Los niños de la EGB y los de la ESO
Opinión
01 Dec 2020. Actualizado a las 08:48 h.
No es bueno comparar generaciones. Unas décadas y sus circunstancias no tienen nada que ver con las siguientes y sus circunstancias. Las sociedades progresan o deberían hacerlo. Encima cada familia es un mundo, y cada barrio, villa o pueblo, un universo. Pero los que fuimos niños de la EGB miramos a veces entre el pasmo y el asombro a los que son ahora nuestros hijos de la ESO. Nada que ver con lo que fuimos nosotros. Normalmente, para bien; en ocasiones, para mal o para peor.
Expertos ponen en duda el excesivo cuidado que tenemos en educar a nuestros niños, al hilo de la sentencia del bofetón que obliga a una madre a no volver a ver a su hijo durante seis meses. Enseguida se empieza a hablar del síndrome del niño al que convertimos en emperador. Demasiados algodones y paños calientes. Cualquier exceso no es bueno. Tampoco en el otro sentido. El síndrome del emperador, como todas las grandes verdades que atraviesan con terquedad siglos, está en el refranero y se resume en cría cuervos y te sacarán los ojos.
Si regreso al pasado, recuerdo profesores que te zurraban por hacer el ganso como recurso primario. Docentes sin decencia que te agarraban del pescuezo y que te esnafraban la frente contra el encerado como reacción a alguna cafrada que habías hecho. Hoy, si alguien graba con un móvil ese golpe contra la pizarra que te causó un chichón con el que se podía jugar al pimpón, el vídeo se hace viral y da la vuelta al planeta varias veces.

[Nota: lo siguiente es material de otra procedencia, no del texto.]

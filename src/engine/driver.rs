//! Per-epoch tick loop and auto-advance.
//!
//! One driver task runs per epoch. It paces the active segment's progress,
//! then iterates to the next page or story flat (no recursion, no re-open)
//! until the catalog is exhausted or a newer epoch supersedes it. Epoch
//! currency is checked under the state lock immediately before every write
//! and publication, so a superseded task produces zero stale writes.

use std::sync::Arc;

use tokio::time::{interval, Instant, MissedTickBehavior};
use tracing::{error, info, trace};

use crate::epoch::Epoch;

use super::Shared;

enum SegmentOutcome {
    /// Progress reached 1.0 under a current epoch.
    Completed,
    /// A newer epoch took over; nothing was written after it appeared.
    Superseded,
    /// An unexpected failure; playback stays frozen on the current page.
    Faulted,
}

pub(crate) async fn run(
    shared: Arc<Shared>,
    epoch: Epoch,
    mut story_index: usize,
    mut page_index: usize,
) {
    loop {
        match run_segment(&shared, epoch, story_index, page_index).await {
            SegmentOutcome::Completed => {}
            SegmentOutcome::Superseded => return,
            SegmentOutcome::Faulted => return,
        }

        let page_count = match shared.stories.get(story_index) {
            Some(story) => story.pages.len(),
            None => return,
        };

        if page_index + 1 < page_count {
            // Next page of the same story.
            page_index += 1;
            let page = shared.stories[story_index].pages[page_index].clone();
            let mut state = shared.state.lock();
            if !shared.epochs.is_current(epoch) {
                return;
            }
            state.enter_page(page_index, page);
            shared.publisher.publish(state.snapshot());
        } else {
            // Next playable story, or the end of the catalog.
            match shared.first_playable_at(story_index + 1) {
                Some(next) => {
                    story_index = next;
                    page_index = 0;
                    let story = &shared.stories[next];
                    let mut state = shared.state.lock();
                    if !shared.epochs.is_current(epoch) {
                        return;
                    }
                    state.enter_story(next, story, 0);
                    shared.publisher.publish(state.snapshot());
                }
                None => {
                    finish(&shared, epoch);
                    return;
                }
            }
        }
    }
}

/// Pace one segment from 0.0 to 1.0, publishing each tick.
async fn run_segment(
    shared: &Shared,
    epoch: Epoch,
    story_index: usize,
    page_index: usize,
) -> SegmentOutcome {
    // Warm the next page of this story ahead of display. Best effort,
    // independent of this epoch.
    if let Some(story) = shared.stories.get(story_index) {
        if let Some(next) = story.pages.get(page_index + 1) {
            shared.prefetch.warm(next.clone());
        }
    }

    let duration = shared.config.page_duration();
    let started = Instant::now();
    let mut ticker = interval(shared.config.tick_interval());
    ticker.set_missed_tick_behavior(MissedTickBehavior::Skip);

    loop {
        ticker.tick().await;

        let ratio = if duration.is_zero() {
            1.0
        } else {
            (started.elapsed().as_secs_f64() / duration.as_secs_f64()).clamp(0.0, 1.0)
        };

        {
            let mut state = shared.state.lock();
            if !shared.epochs.is_current(epoch) {
                trace!(story_index, page_index, "Segment superseded by newer epoch");
                return SegmentOutcome::Superseded;
            }
            if let Err(e) = state.set_progress(page_index, ratio) {
                error!(
                    story_index,
                    page_index,
                    error = %e,
                    "Unexpected tick failure; freezing playback"
                );
                return SegmentOutcome::Faulted;
            }
            shared.publisher.publish(state.snapshot());
        }

        if ratio >= 1.0 {
            return SegmentOutcome::Completed;
        }
    }
}

/// Catalog exhausted: reset to idle under a fresh epoch and publish the idle
/// snapshot, unless a newer epoch already took over.
fn finish(shared: &Shared, epoch: Epoch) {
    let mut state = shared.state.lock();
    if !shared.epochs.is_current(epoch) {
        return;
    }
    shared.epochs.new_epoch();
    state.reset();
    shared.publisher.publish(state.snapshot());
    info!("Catalog exhausted; story overlay closed");
}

Aquel profesor, que no era mal tipo, solo que desenfundaba rápido y la paciencia no figuraba entre los programas que tenía bajados en el disco duro de su cabeza, después de descalabrarte la frente te ofreció una moneda de 50 pesetas, de aquellas enormes, para que apretases la bola de pimpón, a ver si se convertía en algo más plano para cuando llegases de regreso a casa. En tu hogar, dulce hogar, pensaban que te enviaban a un colegio, no a Vietnam.
Aquel maestro, entonces eran todos maestros, fue el mismo que a otra gansada de las tuyas se le fue la mano y del bofetón que te estampó casi te partió el labio. El profesor fue el tercero en asustarse. El primero fuiste tú, y el segundo, el compañero de la primera fila al que le chiringaste de rojo la cara. El maestro corrió a por papel para secar la sangre que se empeñaba en manar y en afear así sus prácticas educativas. Te largó al baño para que te limpiases la herida con tan mala suerte para él que te vio uno de tus hermanos, en el recreo de los mayores, y decidió que, aunque tú eras experto en liarla, el resultado no podía ser aquella herida. Aquella sangre terminó con una reunión con el director en la que le prometieron a tu padre que no se repetiría, aunque también añadieron, con criterio, que no estaría mal que tú colaborases dejando de convertirte en otro de los payasos de la tele para tus compañeros e intentases estudiar algo de vez en cuando.
Claro que aquellos niños de la EGB viajábamos cinco en la parte de atrás del coche, sin cinturones de seguridad. Jugábamos a partirnos la cara en los recreos. Los parques infantiles. No sé por dónde empezar a describirlos. Este párrafo mejor que no lo lean nuestros hijos de la ESO. Los parques no estaban acolchados como ahora. El piso era de tierra. No había vallitas. Salir vivo de un columpio de aquellos de hierro oxidado y con ganchos por todas partes era una misión. Las cadenas de las que colgaban las usaron luego para vestir los grupos punkis. No había deportivas, tenis o botines con lucecitas, como ahora. Los calcos se heredaban agujereados de un hermano mayor y a tirar para adelante. No quiero decir que fuésemos mejores. Pero, entre los tortazos con los que manifestábamos nuestro cariño entonces y las toneladas de mimos absurdos que les regalamos ahora, tenemos que encontrar un punto medio. No se educa con bofetones, pero tampoco con regalos.